Gamma radiolytic decomposition of endosulfan in aerated solution: the role of carbonate radical.

The present study elaborates the removal of endosulfan, an emerging water pollutant and potential carcinogenic, in aerated solution. The influence of Cl(-), NO3 (-), NO2 (-), CO3 (2-), HCO3 (-), SO3 (2-), and humic acid was assessed on the radiolytic degradation of endosulfan. A strong inhibition on the radiolytic degradation of endosulfan was observed in the presence of NO3 (-), NO2 (-), and SO3 (2-). Instead, a slight increase in the removal efficiency of endosulfan was observed at high concentrations of CO3 (2-) and HCO3 (-). The formation of CO3 (•-) in radiolytic degradation of endosulfan in the presence of CO3 (2-) and HCO3 (-) was demonstrated by adding SO3 (2-) that rapidly react with CO3 (•-).

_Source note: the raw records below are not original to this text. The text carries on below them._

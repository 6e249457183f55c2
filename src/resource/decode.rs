//! Decoders mapping raw response payloads into [`ResourceRecord`] variants.
//!
//! Every decoder returns `Ok(None)` for an empty payload (`null`, `{}`, `[]`) or when the
//! wrapper key it looks for is absent; that is "nothing present", not malformed input.
//! Payloads of the wrong JSON kind fail with [`Error::MalformedPayload`]. Device batches
//! dispatch on `device_type` then `type`, failing with [`Error::UnknownDeviceType`] on any
//! unrecognized combination.

// self
use crate::{
	_prelude::*,
	resource::{
		Camera, CameraModel, Event, GenericData, Network, ResourceRecord, SyncModule, Video,
		id::json_kind,
	},
};

const UNKNOWN_DEVICE_TYPE: &str = "Unknown";

/// Result of a lenient device decode: recognized records plus per-element failures.
#[derive(Debug, Default)]
pub struct DevicePartition {
	/// Devices decoded successfully, in payload order.
	pub records: Vec<ResourceRecord>,
	/// Rejected elements as `(index, error)`.
	pub rejected: Vec<(usize, Error)>,
}

/// Decodes networks listed under `networks` or `network`.
///
/// A single object under either key decodes as a one-element sequence.
pub fn decode_networks(payload: &Value) -> Result<Option<Vec<Network>>> {
	decode_wrapped(payload, &["networks", "network"], "networks", Network::new)
}

/// Decodes the `devices` list, failing on the first unrecognized device.
pub fn decode_devices(payload: &Value) -> Result<Option<Vec<ResourceRecord>>> {
	let Some(elements) = wrapped_elements(payload, &["devices"], "devices")? else {
		return Ok(None);
	};

	elements.into_iter().map(decode_device).collect::<Result<Vec<_>>>().map(Some)
}

/// Decodes the `devices` list, collecting unrecognized elements instead of failing.
pub fn partition_devices(payload: &Value) -> Result<Option<DevicePartition>> {
	let Some(elements) = wrapped_elements(payload, &["devices"], "devices")? else {
		return Ok(None);
	};
	let mut partition = DevicePartition::default();

	for (index, element) in elements.iter().enumerate() {
		match decode_device(element) {
			Ok(record) => partition.records.push(record),
			Err(err) => partition.rejected.push((index, err)),
		}
	}

	Ok(Some(partition))
}

/// Classifies a single device element by its `device_type` and `type` discriminators.
pub fn decode_device(element: &Value) -> Result<ResourceRecord> {
	let fields = expect_object(element, "device")?;

	match fields.get("device_type") {
		Some(Value::String(device_type)) => match device_type.as_str() {
			"camera" => {
				let specific = fields.get("type");

				match specific.and_then(Value::as_str).and_then(CameraModel::from_type) {
					Some(model) => Ok(Camera::new(model, fields.clone()).into()),
					None => Err(Error::UnknownDeviceType {
						device_type: device_type.clone(),
						specific: specific.map(describe_discriminator),
					}),
				}
			},
			"sync_module" => Ok(SyncModule::new(fields.clone()).into()),
			_ => Err(Error::UnknownDeviceType { device_type: device_type.clone(), specific: None }),
		},
		Some(Value::Null) | None =>
			Err(Error::UnknownDeviceType { device_type: UNKNOWN_DEVICE_TYPE.into(), specific: None }),
		Some(other) =>
			Err(Error::UnknownDeviceType { device_type: other.to_string(), specific: None }),
	}
}

/// Decodes sync modules listed under `syncmodule` or `syncmodules`.
pub fn decode_sync_modules(payload: &Value) -> Result<Option<Vec<SyncModule>>> {
	decode_wrapped(payload, &["syncmodule", "syncmodules"], "sync modules", SyncModule::new)
}

/// Decodes events listed under `event`.
pub fn decode_events(payload: &Value) -> Result<Option<Vec<Event>>> {
	decode_wrapped(payload, &["event"], "events", Event::new)
}

/// Decodes a bare list of videos.
pub fn decode_videos(payload: &Value) -> Result<Option<Vec<Video>>> {
	if is_empty(payload) {
		return Ok(None);
	}

	let Value::Array(elements) = payload else {
		return Err(Error::malformed(format!(
			"videos payload must be a JSON array, got {}",
			json_kind(payload)
		)));
	};

	elements
		.iter()
		.map(|element| expect_object(element, "video").map(|fields| Video::new(fields.clone())))
		.collect::<Result<Vec<_>>>()
		.map(Some)
}

/// Decodes element 0 of the single-element list under `camera`.
pub fn decode_camera_config(payload: &Value) -> Result<Option<GenericData>> {
	let Some(elements) = wrapped_elements(payload, &["camera"], "camera config")? else {
		return Ok(None);
	};

	elements
		.first()
		.map(|element| expect_object(element, "camera config").map(|f| GenericData::new(f.clone())))
		.transpose()
}

/// Wraps an acknowledgement-style object without structural validation.
pub fn decode_generic(payload: &Value) -> Result<Option<GenericData>> {
	if is_empty(payload) {
		return Ok(None);
	}

	expect_object(payload, "generic").map(|fields| Some(GenericData::new(fields.clone())))
}

fn decode_wrapped<T>(
	payload: &Value,
	keys: &[&str],
	what: &str,
	build: impl Fn(Map<String, Value>) -> T,
) -> Result<Option<Vec<T>>> {
	let Some(elements) = wrapped_elements(payload, keys, what)? else {
		return Ok(None);
	};

	elements
		.iter()
		.map(|element| expect_object(element, what).map(|fields| build(fields.clone())))
		.collect::<Result<Vec<_>>>()
		.map(Some)
}

// Finds the first present wrapper key; a lone object is treated as a one-element list.
fn wrapped_elements<'a>(
	payload: &'a Value,
	keys: &[&str],
	what: &str,
) -> Result<Option<Vec<&'a Value>>> {
	if is_empty(payload) {
		return Ok(None);
	}

	let Value::Object(object) = payload else {
		return Err(Error::malformed(format!(
			"{what} payload must be a JSON object, got {}",
			json_kind(payload)
		)));
	};
	let Some(inner) = keys.iter().find_map(|key| object.get(*key)) else {
		return Ok(None);
	};

	match inner {
		Value::Null => Ok(None),
		Value::Array(elements) => Ok(Some(elements.iter().collect())),
		Value::Object(_) => Ok(Some(vec![inner])),
		other => Err(Error::malformed(format!(
			"{what} entry must be a JSON array or object, got {}",
			json_kind(other)
		))),
	}
}

fn expect_object<'a>(value: &'a Value, what: &str) -> Result<&'a Map<String, Value>> {
	value.as_object().ok_or_else(|| {
		Error::malformed(format!("{what} element must be a JSON object, got {}", json_kind(value)))
	})
}

fn is_empty(payload: &Value) -> bool {
	match payload {
		Value::Null => true,
		Value::Object(object) => object.is_empty(),
		Value::Array(elements) => elements.is_empty(),
		_ => false,
	}
}

fn describe_discriminator(value: &Value) -> String {
	match value {
		Value::String(text) => text.clone(),
		other => other.to_string(),
	}
}

#[cfg(test)]
mod tests {
	// self
	use super::*;
	use crate::resource::ResourceId;

	#[test]
	fn camera_config_takes_the_first_element() {
		let payload = serde_json::json!({ "camera": [{ "id": 4, "motion_sensitivity": 5 }] });
		let config = decode_camera_config(&payload)
			.expect("Config should decode.")
			.expect("Config should be present.");

		assert_eq!(config.identity(), Some(ResourceId::Number(4)));
		assert_eq!(config.get("motion_sensitivity"), Some(&serde_json::json!(5)));
		assert!(
			decode_camera_config(&serde_json::json!({ "camera": [] }))
				.expect("Empty config should decode.")
				.is_none()
		);
	}

	#[test]
	fn generic_requires_a_non_empty_object() {
		let ack = decode_generic(&serde_json::json!({ "id": 88, "command": "arm" }))
			.expect("Acknowledgement should decode.")
			.expect("Acknowledgement should be present.");

		assert_eq!(ack.get("command"), Some(&serde_json::json!("arm")));
		assert!(decode_generic(&serde_json::json!({})).expect("Empty should decode.").is_none());
		assert!(matches!(
			decode_generic(&serde_json::json!("ok")),
			Err(Error::MalformedPayload { .. })
		));
	}

	#[test]
	fn wrong_kinds_are_malformed() {
		assert!(matches!(
			decode_networks(&serde_json::json!([{ "id": 1 }])),
			Err(Error::MalformedPayload { .. })
		));
		assert!(matches!(
			decode_events(&serde_json::json!({ "event": 3 })),
			Err(Error::MalformedPayload { .. })
		));
		assert!(matches!(
			decode_videos(&serde_json::json!({ "videos": [] })),
			Err(Error::MalformedPayload { .. })
		));
	}

	#[test]
	fn non_string_discriminators_are_reported() {
		let err = decode_device(&serde_json::json!({ "device_type": "camera", "type": 2 }))
			.expect_err("Numeric camera type should be rejected.");

		assert!(matches!(
			err,
			Error::UnknownDeviceType { device_type, specific: Some(specific) }
				if device_type == "camera" && specific == "2"
		));

		let err = decode_device(&serde_json::json!({ "device_type": null }))
			.expect_err("Null device type should be rejected.");

		assert!(matches!(
			err,
			Error::UnknownDeviceType { device_type, specific: None } if device_type == "Unknown"
		));
	}

	#[test]
	fn sync_modules_accept_both_keys() {
		let singular = serde_json::json!({ "syncmodule": { "id": 5, "status": "online" } });
		let plural = serde_json::json!({ "syncmodules": [{ "id": 5 }, { "id": 6 }] });

		let modules = decode_sync_modules(&singular)
			.expect("Singular key should decode.")
			.expect("Modules should be present.");

		assert_eq!(modules.len(), 1);
		assert_eq!(modules[0].status(), Some("online"));
		assert_eq!(
			decode_sync_modules(&plural).expect("Plural key should decode.").map(|m| m.len()),
			Some(2)
		);
	}
}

The results indicate that CO3 (•-) formed from the reactions of CO3 (2-) and HCO3 (-) and commonly found in natural water can play an important role in the degradation of endosulfan and other sulfur containing electron-rich compounds. The study showed faster degradation of endosulfan at lower concentration compared to high concentration and removal was found to follow pseudo-first-order kinetic. Endosulfan ether was found as the main degradation product and degradation pathway was found to be initiated at the S=O bond of endosulfan. The efficiency of gamma irradiation in the removal of endosulfan was examined in terms of formation of short chain organic acids and chloride ion accumulation.